Du temps contraint au temps libéré

Autorin/Autor:
Von Kontrapunkt* vom 31. März 2010

Le temps, c’est de l’argent. Le temps, c’est aussi la liberté – ou pourrait l’être. Dans les conditions sociales et économiques actuelles, il est plutôt une contrainte, dans la vie familiale comme au travail. Au sein de la famille d’aujourd’hui, les contraintes de temps renforcent la prédominance masculine. Une véritable politique des temps devrait favoriser le temps libéré au détriment du temps contraint.

Alors que la „famille traditionnelle “ est devenue rare, notre image de la vie familiale continue d’être fortement imprégnée par ce modèle. Un modèle qui a connu son apogée au milieu du 20e siècle: le père assure le revenu, la mère s’occupe du ménage et de l’éducation des enfants, chacun trouvant son épanouissement dans sa fonction. L’histoire sociale des familles l’a démontré, ce modèle „bourgeois“ (et non pas agrarien) de la famille s’est diffusé en Europe surtout au cours du 19e siècle. Il a été intégré dans les grandes institutions construites durant cette période (l’école, l’industrie, le droit – le droit du travail, mais aussi la constitution, le code civil etc.), et a acquis au 20e siècle le statut d’un idéal généralisé. Pouvoir entretenir une femme entièrement engagée dans la vie familiale en évitant largement l’espace public était devenu une marque de réussite sociale pour les hommes. Dans la mesure où cet idéal a été réalisé en pratique, il était fondé non seulement sur une séparation stricte des sphères d’activité masculine et féminine, mais également sur la dépendance financière et sociale de la femme. Cela vaut aussi pour la plupart des solutions intermédiaires qui voient les femmes réduire et non cesser leur activité professionnelle. En effet le statut mineur du travail à temps partiel, ainsi que la discrimination salariale directe et indirecte, continuent d’assurer la prédominance masculine.

Toutefois, beaucoup de choses ont changé. Les femmes renoncent moins volontiers à leur autonomie. Et subvenir aux besoins de la famille exige souvent un double salaire. La sécurité de l’emploi masculin a été ébranlée par une succession de récessions, la délocalisation de places de travail en raison de la globalisation et des mesures de rationalisation en vue d’une rentabilité élevée. S’y ajoute l’individualisation progressive des conditions de vie. La mobilisation d’appuis extérieurs (parenté, amis, voisins) devient plus difficile et les familles ne peuvent plus compter que sur leurs ressources propres. La durée de vie disponible pour enfanter se réduit parce que les femmes et les hommes – surtout celles et ceux dont les qualifications permettent d’espérer une ascension professionnelle – repoussent le moment de la parentalité, s’approchant ainsi de sa barrière biologique. Enfin, nombre de communautés de vie ne correspondent plus au modèle de la famille classique.

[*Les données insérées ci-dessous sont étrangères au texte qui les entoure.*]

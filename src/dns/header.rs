use bitstream_io::{BigEndian, BitRead, BitReader, BitWrite, BitWriter};

use crate::error::{DnsError, Result};

/// Length of the fixed message header
pub const HEADER_LEN: usize = 12;

#[derive(Clone, Debug, Default, PartialEq, Eq)]
pub struct DnsHeader {
    pub id: u16,
    pub qr: bool,
    pub opcode: u8,
    pub aa: bool,
    pub tc: bool,
    pub rd: bool,
    pub ra: bool,
    pub z: u8,
    pub rcode: u8,
    pub qdcount: u16,
    pub ancount: u16,
    pub nscount: u16,
    pub arcount: u16,
}

impl DnsHeader {
    /// Read the header from the start of a message.
    pub fn parse(msg: &[u8]) -> Result<Self> {
        if msg.len() < HEADER_LEN {
            return Err(DnsError::BufferTooSmall {
                need: HEADER_LEN,
                have: msg.len(),
            });
        }
        let mut reader = BitReader::<_, BigEndian>::new(&msg[0..HEADER_LEN]);
        Ok(Self {
            id: reader.read_var::<u16>(16)?,
            qr: reader.read_var::<u8>(1)? == 1,
            opcode: reader.read_var::<u8>(4)?,
            aa: reader.read_var::<u8>(1)? == 1,
            tc: reader.read_var::<u8>(1)? == 1,
            rd: reader.read_var::<u8>(1)? == 1,
            ra: reader.read_var::<u8>(1)? == 1,
            z: reader.read_var::<u8>(3)?,
            rcode: reader.read_var::<u8>(4)?,
            qdcount: reader.read_var::<u16>(16)?,
            ancount: reader.read_var::<u16>(16)?,
            nscount: reader.read_var::<u16>(16)?,
            arcount: reader.read_var::<u16>(16)?,
        })
    }

    /// Append the 12 header bytes to `buf`.
    pub fn compose(&self, buf: &mut Vec<u8>) -> Result<()> {
        let mut writer: BitWriter<&mut Vec<u8>, BigEndian> = BitWriter::new(buf);
        writer.write_var::<u16>(16, self.id)?;
        writer.write_var::<u8>(1, self.qr as u8)?;
        writer.write_var::<u8>(4, self.opcode)?;
        writer.write_var::<u8>(1, self.aa as u8)?;
        writer.write_var::<u8>(1, self.tc as u8)?;
        writer.write_var::<u8>(1, self.rd as u8)?;
        writer.write_var::<u8>(1, self.ra as u8)?;
        writer.write_var::<u8>(3, self.z)?;
        writer.write_var::<u8>(4, self.rcode)?;
        writer.write_var::<u16>(16, self.qdcount)?;
        writer.write_var::<u16>(16, self.ancount)?;
        writer.write_var::<u16>(16, self.nscount)?;
        writer.write_var::<u16>(16, self.arcount)?;
        Ok(())
    }

    /// Overwrite the header at the start of `msg` in place.
    pub fn write_over(&self, msg: &mut [u8]) -> Result<()> {
        if msg.len() < HEADER_LEN {
            return Err(DnsError::BufferTooSmall {
                need: HEADER_LEN,
                have: msg.len(),
            });
        }
        let mut buf = Vec::with_capacity(HEADER_LEN);
        self.compose(&mut buf)?;
        msg[..HEADER_LEN].copy_from_slice(&buf);
        Ok(())
    }
}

L’augmentation du nombre des divorces, la baisse de celui des naissances (qui contribue au vieillissement démographique), les expressions d’une péjoration des conditions de développement des adolescents (incivilités, violence) participent de ces changements et doivent être considérés à leur lumière. La Suisse n’est pas seule à connaître cette évolution, elle la partage avec nombre de pays.

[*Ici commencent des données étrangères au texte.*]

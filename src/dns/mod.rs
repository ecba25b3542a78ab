//! The small slice of the DNS wire format the access layer needs: names,
//! the message header, and a walker that finds record boundaries.

pub mod header;
pub mod name;
pub mod scan;

pub use header::{DnsHeader, HEADER_LEN};
pub use name::DomainName;
pub use scan::{CLASS_ANY, RecordPosition, TYPE_TSIG};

C’est pourquoi les analyses de ces phénomènes entreprises dans d’autres pays européens sont également pertinentes pour la Suisse, en particulier le septième rapport allemand sur la famille élaboré à la demande du gouvernement fédéral par une commission d’experts.

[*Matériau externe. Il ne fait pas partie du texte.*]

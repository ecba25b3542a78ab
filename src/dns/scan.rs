//! Section walker for received messages.
//!
//! Only record boundaries are located; record data is not interpreted. This
//! is enough to find the TSIG record, which must be the last record of the
//! additional section.

use super::header::{DnsHeader, HEADER_LEN};
use super::name::DomainName;
use crate::error::{DnsError, Result};
use std::ops::Range;

/// Resource record type TSIG (RFC 8945)
pub const TYPE_TSIG: u16 = 250;

/// Class ANY, required for TSIG records
pub const CLASS_ANY: u16 = 255;

/// Where one resource record sits inside a message
#[derive(Debug, Clone, PartialEq, Eq)]
pub struct RecordPosition {
    /// Offset of the record's owner name
    pub start: usize,
    pub rtype: u16,
    pub rclass: u16,
    pub ttl: u32,
    pub rdata: Range<usize>,
}

pub(crate) fn read_u16(msg: &[u8], pos: usize) -> Result<u16> {
    msg.get(pos..pos + 2)
        .map(|b| u16::from_be_bytes([b[0], b[1]]))
        .ok_or(DnsError::BufferTooSmall {
            need: pos + 2,
            have: msg.len(),
        })
}

pub(crate) fn read_u32(msg: &[u8], pos: usize) -> Result<u32> {
    msg.get(pos..pos + 4)
        .map(|b| u32::from_be_bytes([b[0], b[1], b[2], b[3]]))
        .ok_or(DnsError::BufferTooSmall {
            need: pos + 4,
            have: msg.len(),
        })
}

fn skip_question(msg: &[u8], pos: usize) -> Result<usize> {
    let (_, end) = DomainName::from_wire(msg, pos)?;
    if end + 4 > msg.len() {
        return Err(DnsError::BufferTooSmall {
            need: end + 4,
            have: msg.len(),
        });
    }
    Ok(end + 4)
}

/// Locate the record starting at `start`.
pub fn read_record(msg: &[u8], start: usize) -> Result<RecordPosition> {
    let (_, pos) = DomainName::from_wire(msg, start)?;
    let rtype = read_u16(msg, pos)?;
    let rclass = read_u16(msg, pos + 2)?;
    let ttl = read_u32(msg, pos + 4)?;
    let rdlength = usize::from(read_u16(msg, pos + 8)?);
    let rdata = pos + 10..pos + 10 + rdlength;
    if rdata.end > msg.len() {
        return Err(DnsError::BufferTooSmall {
            need: rdata.end,
            have: msg.len(),
        });
    }
    Ok(RecordPosition {
        start,
        rtype,
        rclass,
        ttl,
        rdata,
    })
}

/// Locate the last record of the additional section, if there is one.
pub fn last_additional(msg: &[u8]) -> Result<Option<RecordPosition>> {
    let header = DnsHeader::parse(msg)?;
    if header.arcount == 0 {
        return Ok(None);
    }

    let mut pos = HEADER_LEN;
    for _ in 0..header.qdcount {
        pos = skip_question(msg, pos)?;
    }

    let preceding = u32::from(header.ancount) + u32::from(header.nscount) + u32::from(header.arcount) - 1;
    for _ in 0..preceding {
        pos = read_record(msg, pos)?.rdata.end;
    }

    read_record(msg, pos).map(Some)
}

Appuyé sur un large éventail d’études empiriques, le rapport arrive à deux conclusions fondamentales. D’une part, la vie familiale a de plus en plus de peine à se développer dans de bonnes conditions face aux évolutions actuelles et face aux pressions sur la vie quotidienne qu’elles engendrent. La plupart des familles ne sont pas capables d’y résister avec leurs seules ressources. D’autre part, la situation des familles peut être améliorée à condition d’actionner à la fois trois leviers. Les familles ont besoin 1) d’appuis financiers ciblés leur permettant de profiter d’interruptions professionnelles de chacun des deux parents et de déléguer une part des obligations familiales, 2) d’institutions d’appui (crèches, écoles à plein temps) dont l’utilisation ne dépende pas de leur pouvoir d’achat, donc du revenu professionnel de la famille, et 3) – tout comme la majorité des contemporains – de changements des rythmes et fonctionnements institutionnels dans le sens que recouvre la notion de „politique des temps“ (Zeitpolitik) en Allemagne ou en Italie. Ce sujet n’a encore guère été abordé en Suisse et mérite explication.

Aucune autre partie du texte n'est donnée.